El público de aquel concierto de The Who de 1979 no escapaba de nada: solo intentaba entrar en el recinto. Los fans que han muerto aplastados en los conciertos de AC/DC, Guns N’Roses, Pearl Jam y Travis Scott se vieron empujados y finalmente aplastados por una masa de gente que en absoluto estaba enloquecida; solo intentaba acercarse más al artista admirado. El argumento de Wertheimer es simple: si generas un deseo irrefrenable por algo, debes ser capaz de proteger la integridad de las personas que quieran conseguir lo que les prometiste. Y cuando algo falle, los responsables no serán las personas que han acudido a esa llamada, sino quienes hayan generado la llamada: los organizadores del evento, los dueños del recinto, los diseñadores de las campañas de publicidad, todas las empresas de seguridad implicadas en el evento y, por supuesto, los gobiernos que legislan las normativas para este tipo de actos.

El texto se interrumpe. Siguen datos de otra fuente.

use std::sync::atomic::{AtomicBool, Ordering};

use tracing::{debug, info, warn};

use crate::errors::AppError;
use crate::models::config::ImportOptions;
use crate::models::instrument::Instrument;
use crate::models::record::PriceRecord;
use crate::models::result::WriteSummary;

use super::store::{ChunkRejected, InstrumentRegistry, RecordStore};

/// A chunk was rejected. Carries everything committed before it.
#[derive(Debug)]
pub struct WriteFailed {
    pub summary: WriteSummary,
    pub error: AppError,
}

/// Commits validated records to the store in fixed-size chunks.
pub struct BatchWriter<'a> {
    store: &'a dyn RecordStore,
    instruments: &'a dyn InstrumentRegistry,
}

impl<'a> BatchWriter<'a> {
    pub fn new(store: &'a dyn RecordStore, instruments: &'a dyn InstrumentRegistry) -> Self {
        Self { store, instruments }
    }

    /// Resolve the target instrument, creating a placeholder when unknown.
    pub fn resolve_instrument(&self, symbol: &str) -> Result<Instrument, AppError> {
        let instrument = self.instruments.resolve_or_create(symbol)?;
        if instrument.placeholder {
            debug!("Writing to placeholder instrument {} (id {})", instrument.symbol, instrument.id);
        }
        Ok(instrument)
    }

    /// Write `records` chunk by chunk.
    ///
    /// `cancel` is checked before every chunk; once set, no further chunk is
    /// started and the summary comes back with `cancelled = true`. The first
    /// rejected chunk aborts the remaining ones: its unwritten rows are
    /// counted as failed and the error is returned alongside the committed
    /// counts.
    /// `on_chunk` sees the running summary after each chunk.
    pub fn write<F>(
        &self,
        records: &[PriceRecord],
        instrument: &Instrument,
        options: &ImportOptions,
        cancel: &AtomicBool,
        mut on_chunk: F,
    ) -> Result<WriteSummary, WriteFailed>
    where
        F: FnMut(&WriteSummary),
    {
        let chunk_size = options.effective_batch_size();
        let mut summary = WriteSummary::default();

        for (index, chunk) in records.chunks(chunk_size).enumerate() {
            if cancel.load(Ordering::Relaxed) {
                info!(
                    "Write to {} cancelled before chunk {} ({} rows committed)",
                    instrument.symbol,
                    index + 1,
                    summary.successful
                );
                summary.cancelled = true;
                return Ok(summary);
            }

            match self.store.insert_records(
                instrument.id,
                chunk,
                options.use_transaction,
                options.skip_duplicates,
            ) {
                Ok(written) => {
                    summary.successful += written.inserted;
                    summary.skipped += written.skipped;
                    summary.chunks_written += 1;
                    debug!(
                        "Chunk {} for {}: {} inserted, {} skipped",
                        index + 1,
                        instrument.symbol,
                        written.inserted,
                        written.skipped
                    );
                    on_chunk(&summary);
                }
                Err(ChunkRejected { written, error }) => {
                    warn!("Chunk {} for {} rejected: {}", index + 1, instrument.symbol, error);
                    // Without a transaction, rows before the bad one are already stored
                    let settled = written.inserted + written.skipped;
                    summary.successful += written.inserted;
                    summary.skipped += written.skipped;
                    summary.failed += chunk.len().saturating_sub(settled);
                    on_chunk(&summary);
                    return Err(WriteFailed {
                        summary,
                        error: AppError::WriteFailure {
                            chunk: index + 1,
                            message: error.to_string(),
                        },
                    });
                }
            }
        }

        Ok(summary)
    }
}

// ══════════════════════════════════════════════════════════════
// Tests
// ══════════════════════════════════════════════════════════════
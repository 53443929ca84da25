use std::sync::Arc;

use chrono::{DateTime, Utc};
use tokio::sync::Semaphore;
use tracing::{info, warn};

use crate::models::config::{ExecutionMode, ImportOptions};
use crate::models::progress::ImportStatus;
use crate::models::result::{BatchImportResult, ImportResult};

use super::registry::CancellationHandle;
use super::session::{aborted_result, ImportContext, ImportSession, ImportSource};

/// A multi-file import, registered and ready to run.
///
/// Every file gets its own session up front, so the whole batch is visible
/// (as `Pending` files) to progress queries before the first one starts.
pub struct BatchRun {
    ctx: Arc<ImportContext>,
    batch_id: String,
    sessions: Vec<ImportSession>,
    mode: ExecutionMode,
    cancel: CancellationHandle,
    started_at: DateTime<Utc>,
}

impl BatchRun {
    pub fn prepare(
        ctx: Arc<ImportContext>,
        files: Vec<ImportSource>,
        options: ImportOptions,
        mode: ExecutionMode,
    ) -> Self {
        let batch_id = uuid::Uuid::new_v4().to_string();
        let started_at = Utc::now();
        let sessions: Vec<ImportSession> = files
            .into_iter()
            .map(|source| {
                ImportSession::new(ctx.clone(), source, options.clone(), Some(batch_id.clone()))
            })
            .collect();
        let import_ids = sessions.iter().map(|s| s.import_id().to_string()).collect();
        let cancel = ctx.registry.register_batch(&batch_id, import_ids, started_at);

        Self {
            ctx,
            batch_id,
            sessions,
            mode,
            cancel,
            started_at,
        }
    }

    pub fn batch_id(&self) -> &str {
        &self.batch_id
    }

    /// Run every session under a pool of `mode.pool_size()` workers.
    ///
    /// Once the batch is cancelled, files still waiting for a worker are
    /// finalised as `Cancelled` without starting; running files finish on
    /// their own terms.
    pub async fn run(self) -> BatchImportResult {
        let pool_size = self.mode.pool_size();
        info!(
            "Batch {} started: {} files, {} worker(s)",
            self.batch_id,
            self.sessions.len(),
            pool_size
        );

        let semaphore = Arc::new(Semaphore::new(pool_size));
        let mut tasks = Vec::with_capacity(self.sessions.len());

        for session in self.sessions {
            let import_id = session.import_id().to_string();
            let filename = session.filename().to_string();
            let semaphore = Arc::clone(&semaphore);
            let cancel = self.cancel.clone();
            let ctx = Arc::clone(&self.ctx);
            let batch_id = self.batch_id.clone();
            let (id, name) = (import_id.clone(), filename.clone());

            let handle = tokio::spawn(async move {
                let Ok(_permit) = semaphore.acquire_owned().await else {
                    return session.abandon();
                };
                if cancel.is_cancelled() {
                    return session.abandon();
                }
                tokio::task::spawn_blocking(move || session.run())
                    .await
                    .unwrap_or_else(|e| {
                        aborted_result(&ctx, Some(batch_id.as_str()), &id, &name, &e.to_string())
                    })
            });
            tasks.push((import_id, filename, handle));
        }

        let mut results: Vec<ImportResult> = Vec::with_capacity(tasks.len());
        for (import_id, filename, handle) in tasks {
            let result = handle.await.unwrap_or_else(|e| {
                aborted_result(&self.ctx, Some(self.batch_id.as_str()), &import_id, &filename, &e.to_string())
            });
            if result.status == ImportStatus::Failed {
                warn!("Batch {}: {} failed: {}", self.batch_id, result.filename, result.message);
            }
            results.push(result);
        }

        let batch = BatchImportResult::aggregate(
            &self.batch_id,
            self.started_at,
            results,
            self.cancel.is_cancelled(),
        );
        self.ctx.registry.finish_batch(&self.batch_id, batch.status);
        info!("Batch {} {}: {}", self.batch_id, batch.status, batch.message);
        batch
    }
}

/// Convenience wrapper: prepare and run a batch in one call.
pub async fn run_batch(
    ctx: Arc<ImportContext>,
    files: Vec<ImportSource>,
    options: ImportOptions,
    mode: ExecutionMode,
) -> BatchImportResult {
    BatchRun::prepare(ctx, files, options, mode).run().await
}

// ══════════════════════════════════════════════════════════════
// Tests
// ══════════════════════════════════════════════════════════════

#[cfg(test)]
mod tests {
    use super::*;
    use crate::data::storage::SqliteStore;
    use crate::data::store::{ChunkRejected, ChunkWrite, RecordStore};
    use crate::engine::registry::ProgressRegistry;
    use crate::errors::AppError;
    use crate::data::validator::RecordValidator;
    use crate::engine::events::BroadcastPublisher;
    use crate::models::config::ServiceConfig;
    use chrono::NaiveDate;

    fn context() -> Arc<ImportContext> {
        let store = Arc::new(SqliteStore::in_memory(std::env::temp_dir()).unwrap());
        let mut ctx = ImportContext::with_sqlite(
            store,
            Arc::new(BroadcastPublisher::new(64)),
            ServiceConfig::default(),
        );
        ctx.validator = RecordValidator::with_reference_date(NaiveDate::from_ymd_opt(2025, 1, 1).unwrap());
        Arc::new(ctx)
    }

    fn csv_file(name: &str, high: &str) -> ImportSource {
        let body = format!(
            "Date,Open,High,Low,Close,Volume\n2024-01-01,10,{},9,11,1000\n",
            high
        );
        ImportSource::from_bytes(name, body.into_bytes())
    }

    #[tokio::test(flavor = "multi_thread", worker_threads = 2)]
    async fn test_all_files_succeed() {
        let ctx = context();
        let files = vec![csv_file("a.csv", "12"), csv_file("b.csv", "12"), csv_file("c.csv", "12")];
        let batch = run_batch(ctx, files, ImportOptions::default(), ExecutionMode::parallel(2)).await;
        assert_eq!(batch.status, ImportStatus::Completed);
        assert_eq!(batch.successful_files, 3);
        assert_eq!(batch.successful_records, 3);
        assert_eq!(batch.message, "All 3 files imported successfully");
    }

    #[tokio::test(flavor = "multi_thread", worker_threads = 2)]
    async fn test_one_bad_file_is_partial_success() {
        let ctx = context();
        let files = vec![csv_file("a.csv", "12"), csv_file("b.csv", "5")];
        let batch = run_batch(ctx, files, ImportOptions::default(), ExecutionMode::sequential()).await;
        assert_eq!(batch.status, ImportStatus::Completed);
        assert_eq!(batch.failed_files, 1);
        assert!(batch.message.starts_with("Partial success"));
        // Results come back in submission order
        assert_eq!(batch.results[0].filename, "a.csv");
        assert_eq!(batch.results[1].status, ImportStatus::Failed);
    }

    #[tokio::test(flavor = "multi_thread", worker_threads = 2)]
    async fn test_all_files_fail() {
        let ctx = context();
        let files = vec![csv_file("a.csv", "5"), csv_file("b.csv", "5")];
        let batch = run_batch(ctx, files, ImportOptions::default(), ExecutionMode::parallel(4)).await;
        assert_eq!(batch.status, ImportStatus::Failed);
        assert_eq!(batch.successful_files, 0);
    }

    #[tokio::test(flavor = "multi_thread", worker_threads = 2)]
    async fn test_cancelled_batch_never_starts_files() {
        let ctx = context();
        let files = vec![csv_file("a.csv", "12"), csv_file("b.csv", "12")];
        let run = BatchRun::prepare(ctx.clone(), files, ImportOptions::default(), ExecutionMode::sequential());
        assert!(ctx.registry.cancel_batch(run.batch_id()));

        let batch = run.run().await;
        assert_eq!(batch.status, ImportStatus::Cancelled);
        assert_eq!(batch.cancelled_files, 2);
        assert_eq!(batch.processed_records, 0);
        assert!(!ctx.registry.cancel_batch(&batch.batch_id));
    }

    #[tokio::test(flavor = "multi_thread", worker_threads = 2)]
    async fn test_batch_progress_visible_after_run() {
        let ctx = context();
        let run = BatchRun::prepare(
            ctx.clone(),
            vec![csv_file("a.csv", "12")],
            ImportOptions::default(),
            ExecutionMode::sequential(),
        );
        let batch_id = run.batch_id().to_string();
        let pending = ctx.registry.batch_progress(&batch_id).unwrap();
        assert_eq!(pending.total_files, 1);
        assert_eq!(pending.files[0].status, ImportStatus::Pending);

        run.run().await;
        let done = ctx.registry.batch_progress(&batch_id).unwrap();
        assert_eq!(done.status, ImportStatus::Completed);
        assert_eq!(done.successful_files, 1);
    }

    /// Record store whose every insert panics.
    struct PanickingStore;

    impl RecordStore for PanickingStore {
        fn insert_records(
            &self,
            _instrument_id: i64,
            _records: &[crate::models::record::PriceRecord],
            _atomic: bool,
            _skip_existing: bool,
        ) -> Result<ChunkWrite, ChunkRejected> {
            panic!("storage backend crashed");
        }

        fn delete_range(&self, _: i64, _: NaiveDate, _: NaiveDate) -> Result<usize, AppError> {
            Ok(0)
        }

        fn count_records(&self, _: i64) -> Result<usize, AppError> {
            Ok(0)
        }
    }

    #[tokio::test(flavor = "multi_thread", worker_threads = 2)]
    async fn test_crashed_worker_is_reported_and_finalised() {
        let sqlite = Arc::new(SqliteStore::in_memory(std::env::temp_dir()).unwrap());
        let config = ServiceConfig::default();
        let ctx = Arc::new(ImportContext {
            store: Arc::new(PanickingStore),
            instruments: sqlite.clone(),
            snapshots: sqlite,
            publisher: Arc::new(BroadcastPublisher::new(64)),
            registry: Arc::new(ProgressRegistry::new(config.retention)),
            validator: RecordValidator::with_reference_date(NaiveDate::from_ymd_opt(2025, 1, 1).unwrap()),
            config,
        });

        let files = vec![csv_file("a.csv", "12"), csv_file("b.csv", "12")];
        let batch = run_batch(ctx.clone(), files, ImportOptions::default(), ExecutionMode::parallel(2)).await;

        assert_eq!(batch.total_files, 2);
        assert_eq!(batch.failed_files, 2);
        assert_eq!(batch.status, ImportStatus::Failed);
        for result in &batch.results {
            assert!(result.message.starts_with("Import worker aborted"));
            let progress = ctx.registry.snapshot(&result.import_id).unwrap();
            assert_eq!(progress.status, ImportStatus::Failed);
            assert!(!ctx.registry.cancel(&result.import_id));
        }
    }
}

En 1979, el impacto de la tragedia del concierto de The Who impulsó al ayuntamiento de Cincinnati a promulgar una ley que prohibía los grandes conciertos sin asientos asignados. La ley se mantuvo en vigor hasta 2004. Fue derogada justo cuando el negocio de los macrofestivales estadounidenses iniciaba su auge, inspirado por el éxito contrastado del formato en Europa. Y aunque es cierto que las medidas de seguridad han mejorado, no es menos verdad que el tamaño de los macrofestivales ha crecido sin ningún freno. Una propuesta obvia para evitar riesgos es reducir la densidad de las concentraciones de público. Es algo que ya trabajan los macrofestivales, pero con una lógica cuando menos perversa: los organizadores buscan atraer al máximo número de espectadores contratando el mayor número de estrellas de la temporada, pero luego planifican los horarios para que los espectadores se dispersen en distintos escenarios. El público compra el abono bajo el reclamo de un lote de artistas que no podrá disfrutar en su totalidad porque se programarán a la misma hora para así evitar aglomeraciones que pongan en riesgo la seguridad del propio público.

¿Quién necesita festivales masificados?

“Por poco que sepas sobre desastres en conciertos y festivales, es obvio lo que pasó porque es un asunto recurrente en este tipo de tragedias: oleada de multitudes, aplastamiento de multitudes, colapso de multitudes, muerte. Así de simple. Pregunta a los supervivientes y te lo contarán”, resume Wertheimer. La solución parece obvia: evitar el primer punto, la oleada de multitudes. Pero la multitud es la materia prima de un macrofestival, el único combustible que lo hace viable económicamente. Su popularidad y su rentabilidad, su mera existencia, depende de la cantidad de gente que esté dispuesta a pagar por agolparse frente a sus escenarios. La pregunta es cada vez más urgente: ¿quién quiere ver a su grupo favorito rodeado de 80.000 personas? Mejor dicho: ¿quién necesita que veas a tus grupos favoritos en estos entornos tan masificados?

Las dudas sobre la seguridad en los macrofestivales seguirán apareciendo de forma intermitente cada vez que se repitan situaciones dramáticas como la de Astroworld, pero lo que cabe cuestionar cuanto antes es el modelo mismo de macrofestival. Que durante tres días se concentren en un único recinto los mejores grupos del momento. Que los grupos más deseados del planeta solo actúen dos noches al año. Que tres o cinco empresas manejen las agendas de los artistas más codiciados. Que el público tenga que recorrer cientos de kilómetros porque los grupos solo tocan en tres ciudades del continente. Que el circuito musical se concentre en cada vez menos lugares y menos fechas. Que el calendario mundial esté manejado por cada vez menos empresas. Y que para que el negocio sea rentable, haya que reunir ingentes cantidades de público en estos eventos que ya únicamente pueden ser concebidos a una escala macro.

Es el capitalismo de concentración aplicado al mundo del espectáculo. Con las incomodidades, las ansiedades y los riesgos que todo ello implica. Y más aún, en un contexto mundial totalmente trastocado por la pandemia.